Quote, without any change, the line that contains "selected at startup." and all lines that follow it to the end of the data below.

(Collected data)
▼▼▼

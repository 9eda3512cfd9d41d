use std::sync::Arc;

use tubely_db::VideoStore;
use tubely_storage::ThumbnailStore;

use crate::config::ServerConfig;

/// Shared application state available to all Axum handlers via `State<AppState>`.
///
/// This is cheaply cloneable (inner data is behind `Arc`).
#[derive(Clone)]
pub struct AppState {
    /// Server configuration.
    pub config: Arc<ServerConfig>,
    /// Video metadata records.
    pub videos: Arc<dyn VideoStore>,
    /// Thumbnail storage strategy selected at startup.
    pub thumbnails: Arc<dyn ThumbnailStore>,
}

▲▲▲

◆ Task solution
    /// Thumbnail storage strategy selected at startup.
    pub thumbnails: Arc<dyn ThumbnailStore>,
}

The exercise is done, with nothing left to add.